To Transform: to change in form, appearance, or structure; metamorphose.
In the childrens story, "Something from Nothing", the mother is strongly pessimistic, seeing no use for the object pressented, and no willingness to look into it further. On the other hand, Grandpa is geatly optimistic, seeing greatness in the superficially useless. Grandpa is able to take what was once great, well used and now destroyed from societies perspective, and transform it into something new and possibly greater than it initially was. Its in this that Grandpa relates to a director. A good dirctor posseses the ability to transform a play, a story, or even a moment from something possibly overused and destroyed in the eyes of many into something new that can be seen as whole new phenomenon in the eyes of many. The overall transformation from the jacket through to the button is reflective of a stimulus.

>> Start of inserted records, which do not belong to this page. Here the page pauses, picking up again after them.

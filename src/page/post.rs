//! Post detail page

use anyhow::{Context, Result};

use super::header::Header;
use crate::config::SiteConfig;
use crate::content::{Author, MetaTag, Post, Video};
use crate::helpers::{
    css, full_url_for, html_escape, image_tag, link_to, meta_tag, post_path, responsive_image,
    time_tag,
};
use crate::render::{to_html, CodeHighlighter, DocumentRenderer, RenderOptions, StyleMap};

/// Stylesheet generated from the code colour table
pub const CODE_CSS_PATH: &str = "styles/code.css";

/// Site-wide stylesheet
pub const INDEX_CSS_PATH: &str = "styles/index.css";

/// Layout, header and navigation styles
const INDEX_CSS: &str = include_str!("index.css");

/// Renders complete post pages
pub struct PageRenderer {
    config: SiteConfig,
    renderer: DocumentRenderer,
    highlighter: Option<CodeHighlighter>,
    styles: StyleMap,
}

impl PageRenderer {
    /// Create a page renderer from the site configuration
    pub fn new(config: &SiteConfig) -> Self {
        let highlighter = config
            .highlight
            .enable
            .then(|| CodeHighlighter::new(config.highlight.line_numbers));

        Self {
            config: config.clone(),
            renderer: DocumentRenderer::with_options(RenderOptions::from(&config.render)),
            highlighter,
            styles: StyleMap::with_overrides(&config.code_style),
        }
    }

    /// Stylesheet for code blocks
    pub fn code_css(&self) -> String {
        self.styles.to_css()
    }

    /// Site-wide stylesheet, including the scrolled header state
    pub fn index_css(&self) -> &'static str {
        INDEX_CSS
    }

    /// Render the post body to an HTML fragment
    pub fn render_content(&self, post: &Post) -> Result<String> {
        let document = post
            .document()
            .with_context(|| format!("invalid content in post `{}`", post.slug))?;

        let mut nodes = self.renderer.render(&document);
        tracing::debug!(
            "Rendered {} blocks of `{}` into {} nodes",
            document.len(),
            post.slug,
            nodes.len()
        );

        // Highlighting runs once, over the finished node sequence
        if let Some(highlighter) = &self.highlighter {
            let count = highlighter.highlight_all(&mut nodes);
            tracing::trace!("Highlighted {} code blocks in `{}`", count, post.slug);
        }

        Ok(to_html(&nodes))
    }

    /// Render a full post page, followed by the "more posts" listing
    pub fn render_post(&self, post: &Post, more_posts: &[Post]) -> Result<String> {
        let content = self.render_content(post)?;
        let header = Header::new(&self.config);

        let mut body = String::new();
        body.push_str(&header.render());
        body.push_str(r#"<div class="container">"#);

        body.push_str(&format!(
            r#"<section class="section">{}</section>"#,
            link_to(
                &self.config,
                "/",
                &format!(
                    r#"<p class="section__title">{}</p>"#,
                    html_escape(&self.config.title)
                ),
                Some("grid__link"),
            )
        ));
        body.push_str(&format!(
            r#"<section class="section"><h1 class="title">{}</h1></section>"#,
            html_escape(&post.title)
        ));
        if let Some(author) = &post.author {
            body.push_str(&format!(
                r#"<section class="section">{}</section>"#,
                avatar(author)
            ));
        }
        if let Some(image) = post
            .cover_image
            .as_ref()
            .and_then(|c| c.responsive_image.as_ref())
        {
            body.push_str(&responsive_image(image, Some("grid__image")));
        }
        body.push_str(&format!(
            r#"<section class="section--narrow">{}</section>"#,
            time_tag(&post.date, &self.config.date_format)
        ));
        body.push_str(&format!(
            r#"<section class="section--narrow"><div class="prose prose-lg prose-blue">{}</div></section>"#,
            content
        ));
        if let Some(video) = &post.youtube {
            body.push_str(&youtube_section(video));
        }
        if !more_posts.is_empty() {
            body.push_str(&self.more_posts_section(more_posts));
        }
        body.push_str("</div>");
        body.push_str(&header.script());

        Ok(format!(
            "<!DOCTYPE html>\n<html lang=\"{}\">\n<head>\n{}\n</head>\n<body>\n{}\n</body>\n</html>\n",
            html_escape(&self.config.language),
            self.head(post),
            body
        ))
    }

    fn head(&self, post: &Post) -> String {
        let mut head = vec![
            r#"<meta charset="utf-8">"#.to_string(),
            r#"<meta name="viewport" content="width=device-width, initial-scale=1">"#.to_string(),
        ];

        let seo: Vec<String> = post.seo.iter().filter_map(meta_tag).collect();
        if !seo.iter().any(|t| t.starts_with("<title>")) {
            head.push(format!(
                "<title>{} | {}</title>",
                html_escape(&post.title),
                html_escape(&self.config.title)
            ));
        }
        head.extend(seo);

        if let Some(og) = &post.og_image {
            if !post.seo.iter().any(is_og_image) {
                head.push(format!(
                    r#"<meta property="og:image" content="{}">"#,
                    html_escape(&og.url)
                ));
            }
        }

        head.push(format!(
            r#"<link rel="canonical" href="{}">"#,
            html_escape(&full_url_for(&self.config, &post_path(&post.slug)))
        ));
        head.push(css(&self.config, INDEX_CSS_PATH));
        head.push(css(&self.config, CODE_CSS_PATH));
        head.join("\n")
    }

    fn more_posts_section(&self, posts: &[Post]) -> String {
        let items: String = posts
            .iter()
            .map(|post| {
                let mut card = String::from("<div>");
                if let Some(image) = post
                    .cover_image
                    .as_ref()
                    .and_then(|c| c.responsive_image.as_ref())
                {
                    card.push_str(&responsive_image(image, Some("grid__image")));
                }
                card.push_str(&format!(
                    r#"<p class="grid__title">{}</p>"#,
                    html_escape(&post.title)
                ));
                card.push_str(&time_tag(&post.date, &self.config.date_format));
                if let Some(excerpt) = &post.excerpt {
                    card.push_str(&format!(r#"<p class="date">{}</p>"#, html_escape(excerpt)));
                }
                if let Some(author) = &post.author {
                    card.push_str(&avatar(author));
                }
                card.push_str("</div>");

                format!(
                    r#"<li class="grid__item">{}</li>"#,
                    link_to(
                        &self.config,
                        &post_path(&post.slug),
                        &card,
                        Some("grid__link")
                    )
                )
            })
            .collect();

        format!(
            r#"<section class="section"><div class="section__title">More posts</div><ul class="grid">{}</ul></section>"#,
            items
        )
    }
}

fn is_og_image(tag: &MetaTag) -> bool {
    tag.attributes
        .as_ref()
        .and_then(|a| a.get("property"))
        .and_then(|p| p.as_str())
        == Some("og:image")
}

/// Author picture and name
fn avatar(author: &Author) -> String {
    let picture = author
        .picture
        .as_ref()
        .map(|p| image_tag(&p.url, Some(&author.name), Some("avatar__picture")))
        .unwrap_or_default();

    format!(
        r#"<div class="avatar">{}<div class="avatar__name">{}</div></div>"#,
        picture,
        html_escape(&author.name)
    )
}

/// Responsive 16:9 YouTube player
fn youtube_section(video: &Video) -> String {
    format!(
        r#"<section class="section"><div><div style="position: relative; padding-bottom: 56.25%; height: 0; overflow: hidden;"><iframe src="{src}" title="{title}" style="position: absolute; top: 0; left: 0; width: 100%; height: 100%;" frameborder="0" allow="accelerometer; autoplay; clipboard-write; encrypted-media; gyroscope; picture-in-picture" allowfullscreen></iframe></div></div></section>"#,
        src = html_escape(&video.embed_url()),
        title = html_escape(video.title.as_deref().unwrap_or("")),
    )
}
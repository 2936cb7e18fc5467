//! Render a single CMS query response

use anyhow::{Context, Result};
use std::fs;
use std::path::Path;

use crate::content::PostQuery;
use crate::page::PageRenderer;
use crate::Blog;

/// Render the post in `input` as a full page; writes to `output` or returns the HTML
pub fn run(blog: &Blog, input: &Path, output: Option<&Path>) -> Result<Option<String>> {
    let raw = fs::read_to_string(input).with_context(|| format!("reading {:?}", input))?;
    let query = PostQuery::from_json(&raw).with_context(|| format!("parsing {:?}", input))?;
    let post = query
        .post
        .ok_or_else(|| anyhow::anyhow!("{:?} contains no post", input))?;

    tracing::info!("Rendering `{}`", post.slug);
    let html = PageRenderer::new(&blog.config).render_post(&post, &query.more_posts)?;

    match output {
        Some(path) => {
            if let Some(parent) = path.parent() {
                fs::create_dir_all(parent)?;
            }
            fs::write(path, &html)?;
            tracing::info!("Wrote {:?}", path);
            Ok(None)
        }
        None => Ok(Some(html)),
    }
}

#[cfg(test)]
mod tests {
    use super::*;
    use crate::config::SiteConfig;
    use tempfile::TempDir;

    const QUERY: &str = r#"{"data": {
        "post": {"title": "Query", "slug": "query", "date": "2023-05-30",
                 "content": {"value": {"document": {"children": [
                     {"type": "heading", "level": 2, "children": [{"type": "span", "value": "Hi"}]}
                 ]}}}},
        "morePosts": [{"title": "Other", "slug": "other", "date": "2023-01-01"}]
    }}"#;

    #[test]
    fn test_render_to_string() {
        let dir = TempDir::new().unwrap();
        let input = dir.path().join("query.json");
        fs::write(&input, QUERY).unwrap();

        let blog = Blog::with_config(dir.path(), SiteConfig::default());
        let html = run(&blog, &input, None).unwrap().unwrap();
        assert!(html.contains("<h2><span>Hi</span></h2>"));
        assert!(html.contains(r#"href="/posts/other/""#));
    }

    #[test]
    fn test_render_to_file() {
        let dir = TempDir::new().unwrap();
        let input = dir.path().join("query.json");
        let output = dir.path().join("out/page.html");
        fs::write(&input, QUERY).unwrap();

        let blog = Blog::with_config(dir.path(), SiteConfig::default());
        assert!(run(&blog, &input, Some(&output)).unwrap().is_none());
        assert!(fs::read_to_string(&output).unwrap().contains("Query"));
    }

    #[test]
    fn test_missing_post() {
        let dir = TempDir::new().unwrap();
        let input = dir.path().join("empty.json");
        fs::write(&input, r#"{"data": {"post": null, "morePosts": []}}"#).unwrap();

        let blog = Blog::with_config(dir.path(), SiteConfig::default());
        assert!(run(&blog, &input, None).is_err());
    }
}
//! Database initialization
//!
//! The database is created on first run. Every table is created with
//! `IF NOT EXISTS`, so initialization is safe to repeat on each startup.

use crate::Result;
use sqlx::{sqlite::SqlitePoolOptions, SqlitePool};
use std::path::Path;
use tracing::info;

/// Open (or create) the database file and ensure the schema exists
pub async fn init_database(db_path: &Path) -> Result<SqlitePool> {
    let newly_created = !db_path.exists();

    if let Some(parent) = db_path.parent() {
        std::fs::create_dir_all(parent)?;
    }

    let db_url = format!("sqlite://{}?mode=rwc", db_path.display());
    let pool = SqlitePoolOptions::new()
        .max_connections(10)
        .connect(&db_url)
        .await?;

    if newly_created {
        info!("Initialized new database: {}", db_path.display());
    } else {
        info!("Opened existing database: {}", db_path.display());
    }

    // WAL lets history reads proceed while a prediction record is written
    sqlx::query("PRAGMA journal_mode = WAL")
        .execute(&pool)
        .await?;
    sqlx::query("PRAGMA busy_timeout = 5000")
        .execute(&pool)
        .await?;

    create_schema(&pool).await?;

    Ok(pool)
}

/// Single-connection in-memory database with the full schema
///
/// An in-memory SQLite database lives per connection, so the pool is capped
/// at one connection.
pub async fn init_memory_database() -> Result<SqlitePool> {
    let pool = SqlitePoolOptions::new()
        .max_connections(1)
        .connect("sqlite::memory:")
        .await?;

    create_schema(&pool).await?;

    Ok(pool)
}

/// Create all tables and indexes
pub async fn create_schema(pool: &SqlitePool) -> Result<()> {
    create_users_table(pool).await?;
    create_predictions_table(pool).await?;
    create_settings_table(pool).await?;
    Ok(())
}

/// Account directory
///
/// `subject` is the lower-cased email for password accounts and the
/// provider's subject id for federated accounts.
async fn create_users_table(pool: &SqlitePool) -> Result<()> {
    sqlx::query(
        r#"
        CREATE TABLE IF NOT EXISTS users (
            uid TEXT PRIMARY KEY,
            provider TEXT NOT NULL,
            subject TEXT NOT NULL,
            email TEXT,
            password_hash TEXT NOT NULL DEFAULT '',
            password_salt TEXT NOT NULL DEFAULT '',
            created_at TIMESTAMP NOT NULL DEFAULT CURRENT_TIMESTAMP,
            UNIQUE (provider, subject)
        )
        "#,
    )
    .execute(pool)
    .await?;

    Ok(())
}

/// Prediction log, one JSON document per row
async fn create_predictions_table(pool: &SqlitePool) -> Result<()> {
    sqlx::query(
        r#"
        CREATE TABLE IF NOT EXISTS predictions (
            id TEXT PRIMARY KEY,
            owner_id TEXT NOT NULL,
            document TEXT NOT NULL,
            created_at TIMESTAMP NOT NULL DEFAULT CURRENT_TIMESTAMP
        )
        "#,
    )
    .execute(pool)
    .await?;

    sqlx::query("CREATE INDEX IF NOT EXISTS idx_predictions_owner ON predictions(owner_id)")
        .execute(pool)
        .await?;

    Ok(())
}

/// Key/value settings (shared assertion secret)
async fn create_settings_table(pool: &SqlitePool) -> Result<()> {
    sqlx::query(
        r#"
        CREATE TABLE IF NOT EXISTS settings (
            key TEXT PRIMARY KEY,
            value TEXT NOT NULL
        )
        "#,
    )
    .execute(pool)
    .await?;

    Ok(())
}
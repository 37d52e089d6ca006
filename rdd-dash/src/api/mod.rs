//! HTTP API handlers for rdd-dash

pub mod auth;
pub mod health;
pub mod history;
pub mod predict;
pub mod ui;
pub mod view;

pub use auth::{login, logout, provider_sign_in, register};
pub use health::health_routes;
pub use history::get_history;
pub use predict::{predict_image, predict_tabular};
pub use ui::{serve_app_js, serve_index};
pub use view::{dismiss_message, get_view};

To start somewhere, and to continue to change it, and transform it into something more percise is much like use of a stimulus.  Phoebe Gilman, the author of the story "Something from Nothing", initially got the idea of the story from an old jewish folksong about a tailor who had transformed things of his own. She took the folksong, and transformed the story from one man recreating his old things to a story that channeled doubt, hope, and a little bit of magic. In this sense, Phoebe Gilman, as a writer, still reflects the perspective of a director.